The question is then discussed whether liberality is a part of justice. Aquinas concludes 'that liberality is not a species of justice, because justice renders to another what is his, but liberality gives him what is the giver's own. Still, it has a certain agreement with justice in two points; first that it is to another, as justice also is; secondly, that it is about exterior things like justice, though in another way. And therefore liberality is laid down by some to be a part of justice as a virtue annexed to justice as an accessory to a princ.i.p.al.'[1] Again, 'although liberality supposes not any legal debt as justice does, still it supposes a certain moral debt considering what is becoming in the person himself who practises the virtue, not as though he had any obligation to the other party; and therefore there is about it very little of the character of a debt.'[2]

[Footnote 1: II. ii. 117, art. 5.]

[Footnote 2: _Ibid._, ad. 1.]

It is important to draw attention to the fact that _liberalitas_ consists in making a good use of property, and not merely in distributing it to others, as a confusion with the English word 'liberality' might lead us to believe.
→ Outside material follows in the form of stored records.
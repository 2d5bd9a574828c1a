//! Reader for the `.cxn` arbitrary-lattice connectivity format.
//!
//! # Format
//! Whitespace-delimited text with a fixed section order:
//!
//! ```text
//! OFFSET_DIRECTIONS <n_q>
//! <dx dy dz>                      × n_q
//! GRID_SIZE <double>
//! NODE_GROUPS <n_groups>
//! <name>                          × n_groups
//! NODES <num_nodes_global>
//! <x> <y> <z> <nbr> × n_q <n_zones> <zone> × n_zones     (one line per node)
//! ```
//!
//! Neighbors are global node ids in the file's direction order, `-1` for
//! "no neighbor". Zones index the NODE_GROUPS list, `-1` for "no zone".
//!
//! # Parallel reading
//! Every process reads the header sections, then skips straight to its own
//! records by counting newlines. No process talks to another while reading.

use crate::data::connectivity::ConnectivityChunk;
use crate::io::ConnectivitySource;
use crate::io::tokens::Tokens;
use crate::lattice_error::{ArbLatticeError, CxnErrorKind};
use crate::model::ModelRegistry;
use crate::topology::distribution::compute_initial_node_dist;
use crate::topology::node::{GlobalNodeId, NO_NEIGHBOR, OffsetDir};
use hashbrown::{HashMap, HashSet};
use std::io::BufRead;
use std::ops::Range;

const OFFSET_DIRECTIONS: &str = "OFFSET_DIRECTIONS";
const GRID_SIZE: &str = "GRID_SIZE";
const NODE_GROUPS: &str = "NODE_GROUPS";
const NODES: &str = "NODES";

/// Reads one process's slice of a connectivity file.
#[derive(Clone, Copy, Debug)]
pub struct ConnectivityReader<'a> {
    registry: &'a ModelRegistry,
    rank: usize,
    num_processes: usize,
}

impl<'a> ConnectivityReader<'a> {
    pub fn new(
        registry: &'a ModelRegistry,
        rank: usize,
        num_processes: usize,
    ) -> Result<Self, ArbLatticeError> {
        if rank >= num_processes {
            return Err(ArbLatticeError::InvalidDistribution(format!(
                "rank {rank} is not part of a group of {num_processes} processes"
            )));
        }
        Ok(Self {
            registry,
            rank,
            num_processes,
        })
    }

    /// Read the records of this process's share of the even initial split.
    pub fn read(&self, source: &ConnectivitySource) -> Result<ConnectivityChunk, ArbLatticeError> {
        let (rank, size) = (self.rank, self.num_processes);
        self.read_with(source, |num_nodes_global| {
            let dist = compute_initial_node_dist(num_nodes_global, size)
                .map_err(|_| CxnErrorKind::WindowOutOfRange {
                    begin: 0,
                    end: 0,
                    num_nodes_global,
                })?;
            Ok(dist.range(rank))
        })
    }

    /// Read the records of an explicit global id window.
    pub fn read_window(
        &self,
        source: &ConnectivitySource,
        window: Range<GlobalNodeId>,
    ) -> Result<ConnectivityChunk, ArbLatticeError> {
        self.read_with(source, |num_nodes_global| {
            if window.start > window.end || window.end > num_nodes_global {
                return Err(CxnErrorKind::WindowOutOfRange {
                    begin: window.start,
                    end: window.end,
                    num_nodes_global,
                });
            }
            Ok(window)
        })
    }

    fn read_with(
        &self,
        source: &ConnectivitySource,
        select: impl FnOnce(usize) -> Result<Range<GlobalNodeId>, CxnErrorKind>,
    ) -> Result<ConnectivityChunk, ArbLatticeError> {
        let wrap = |kind| ArbLatticeError::Connectivity {
            file: source.name(),
            rank: self.rank,
            kind,
        };
        let reader = source.open().map_err(|e| wrap(CxnErrorKind::Open(e)))?;
        self.parse(Tokens::new(reader), select).map_err(wrap)
    }

    fn parse<R: BufRead>(
        &self,
        mut tokens: Tokens<R>,
        select: impl FnOnce(usize) -> Result<Range<GlobalNodeId>, CxnErrorKind>,
    ) -> Result<ConnectivityChunk, CxnErrorKind> {
        // Offset directions
        let n_q_provided = section_header(&mut tokens, OFFSET_DIRECTIONS)?;
        // Counts from the file are not trusted for sizing; buffers grow as records arrive.
        let mut provided = Vec::new();
        for i in 0..n_q_provided {
            let mut d = [0i32; 3];
            for c in &mut d {
                *c = tokens.parse(|| format!("offset direction {i} of section {OFFSET_DIRECTIONS}"))?;
            }
            provided.push(OffsetDir(d));
        }
        let req_prov_perm = required_direction_lookup(self.registry.offset_directions(), &provided)?;

        // Grid size
        expect_header(&mut tokens, GRID_SIZE)?;
        let grid_size: f64 = tokens.parse(|| format!("section: {GRID_SIZE}"))?;

        // Groups (and zones) present in the file
        let n_groups = section_header(&mut tokens, NODE_GROUPS)?;
        let mut groups = Vec::new();
        for i in 0..n_groups {
            groups.push(tokens.word(|| format!("group {i} of section {NODE_GROUPS}"))?);
        }
        let group_lookup = self.group_lookup(&groups)?;

        // Nodes
        let num_nodes_global = section_header(&mut tokens, NODES)?;
        let window = select(num_nodes_global)?;
        log::debug!(
            "process {} reads nodes [{}, {}) of {num_nodes_global}",
            self.rank,
            window.start,
            window.end
        );

        // The extra newline is the rest of the NODES header line.
        let reached = tokens
            .skip_lines(window.start + 1)
            .map_err(|error| CxnErrorKind::Io {
                context: "this process's chunk".into(),
                error,
            })?;
        if !reached && !window.is_empty() {
            return Err(CxnErrorKind::UnexpectedEof {
                context: "the skip ahead to this process's chunk".into(),
            });
        }

        let q = req_prov_perm.len();
        let mut nbrs_in_file = vec![NO_NEIGHBOR; provided.len()];
        let mut positions: Vec<[f64; 3]> = Vec::new();
        let mut nbrs: Vec<GlobalNodeId> = Vec::new();
        let mut zone_offsets = vec![0usize];
        let mut zones: Vec<u32> = Vec::new();
        let mut dropped = 0usize;

        for gid in window.clone() {
            let ctx = || format!("node {gid}");
            let mut position = [0.0f64; 3];
            for c in &mut position {
                *c = tokens.parse(ctx)?;
            }

            for slot in &mut nbrs_in_file {
                let value: i64 = tokens.parse(ctx)?;
                *slot = match value {
                    -1 => NO_NEIGHBOR,
                    v if v >= 0 && (v as u64) < num_nodes_global as u64 => v as GlobalNodeId,
                    v => {
                        return Err(CxnErrorKind::NeighborOutOfRange {
                            node: gid,
                            value: v,
                            num_nodes_global,
                        });
                    }
                };
            }

            let n_zones: usize = tokens.parse(ctx)?;
            for _ in 0..n_zones {
                let value: i64 = tokens.parse(ctx)?;
                if value == -1 {
                    // no zone
                    dropped += 1;
                    continue;
                }
                let entry = usize::try_from(value)
                    .ok()
                    .and_then(|i| group_lookup.get(i))
                    .ok_or_else(|| CxnErrorKind::ZoneOutOfRange {
                        node: gid,
                        value,
                        num_groups: group_lookup.len(),
                    })?;
                match entry {
                    Some(id) => zones.push(*id),
                    None => dropped += 1,
                }
            }

            positions.push(position);
            nbrs.extend(req_prov_perm.iter().map(|&p| nbrs_in_file[p]));
            zone_offsets.push(zones.len());
        }

        // Every record of the window has been read, so its length is proven.
        let mut chunk = ConnectivityChunk::with_window(window, num_nodes_global, q, grid_size)
            .ok_or_else(|| CxnErrorKind::Io {
                context: format!("section: {NODES}"),
                error: std::io::Error::new(
                    std::io::ErrorKind::OutOfMemory,
                    "node window too large",
                ),
            })?;
        for (lid, position) in positions.iter().enumerate() {
            chunk.push_node(
                *position,
                nbrs[lid * q..(lid + 1) * q].iter().copied(),
                zones[zone_offsets[lid]..zone_offsets[lid + 1]].iter().copied(),
            );
        }
        debug_assert!(chunk.is_filled());

        if dropped > 0 {
            log::warn!(
                "process {}: dropped {dropped} zone reference(s) to unknown groups",
                self.rank
            );
        }
        chunk.record_dropped_zone_refs(dropped);
        chunk.set_unknown_groups(
            groups
                .iter()
                .zip(&group_lookup)
                .filter(|(_, id)| id.is_none())
                .map(|(g, _)| g.clone())
                .collect(),
        );
        Ok(chunk)
    }

    /// Map file group positions to registry ids; fails if a registry name is absent.
    fn group_lookup(&self, groups: &[String]) -> Result<Vec<Option<u32>>, CxnErrorKind> {
        let gz_map = self.registry.group_zone_map();
        let lookup: Vec<Option<u32>> = groups
            .iter()
            .map(|g| {
                let id = gz_map.id_of(g);
                if id.is_none() {
                    log::warn!("Ignoring unknown group/zone \"{g}\"");
                }
                id
            })
            .collect();

        let present: HashSet<&str> = groups.iter().map(String::as_str).collect();
        let missing: Vec<String> = gz_map
            .iter()
            .filter(|(name, _)| !present.contains(name))
            .map(|(name, _)| name.to_string())
            .collect();
        if !missing.is_empty() {
            return Err(CxnErrorKind::MissingGroups(missing));
        }
        Ok(lookup)
    }
}

/// Position in `provided` of each required direction, in required order.
fn required_direction_lookup(
    required: &[OffsetDir],
    provided: &[OffsetDir],
) -> Result<Vec<usize>, CxnErrorKind> {
    let mut position: HashMap<OffsetDir, usize> = HashMap::with_capacity(provided.len());
    for (i, d) in provided.iter().enumerate() {
        position.entry(*d).or_insert(i);
    }
    required
        .iter()
        .map(|req| {
            position
                .get(req)
                .copied()
                .ok_or(CxnErrorKind::MissingDirection(*req))
        })
        .collect()
}

fn expect_header<R: BufRead>(tokens: &mut Tokens<R>, header: &'static str) -> Result<(), CxnErrorKind> {
    let word = tokens.word(|| format!("section header: {header}"))?;
    if word != header {
        return Err(CxnErrorKind::UnexpectedHeader {
            expected: header,
            actual: word,
        });
    }
    Ok(())
}

/// Header followed by its size.
fn section_header<R: BufRead>(
    tokens: &mut Tokens<R>,
    header: &'static str,
) -> Result<usize, CxnErrorKind> {
    expect_header(tokens, header)?;
    tokens.parse(|| format!("section size: {header}"))
}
It is, as we said above, therefore certain that a wise and prudent saving of money for investment would be considered a course of conduct within the meaning of the word _liberalitas_, especially if the enterprise in which the money were invested were one which would benefit the community as a whole. 'Modern industrial conditions demand that a man of wealth should distribute a part of his goods indirectly--that is, by investing them in productive and labour-employing enterprises.'[1]

[Footnote 1: Ryan, _The Alleged Socialism of the Church Fathers_, p.

20, and see Goyau, _Le Pape et la Question Sociale_, p. 79.]

The nature of the virtue of _liberalitas_ may be more clearly understood by an explanation of the vices which stand opposed to it.

The first of these treated by Aquinas is avarice, which he defines as 'superfluus amor habendi divitias.' Avarice might be committed in two ways--by harbouring an undue desire of acquiring wealth, or by an undue reluctance to part with it--'primo autem superabundant in retinendo ... secundo ad avaritiam pertinet superabundare in accipiendo.'[1] These definitions are amplified in another part of the same section. 'For in every action that is directed to the attainment of some end goodness consists in the observance of a certain measure.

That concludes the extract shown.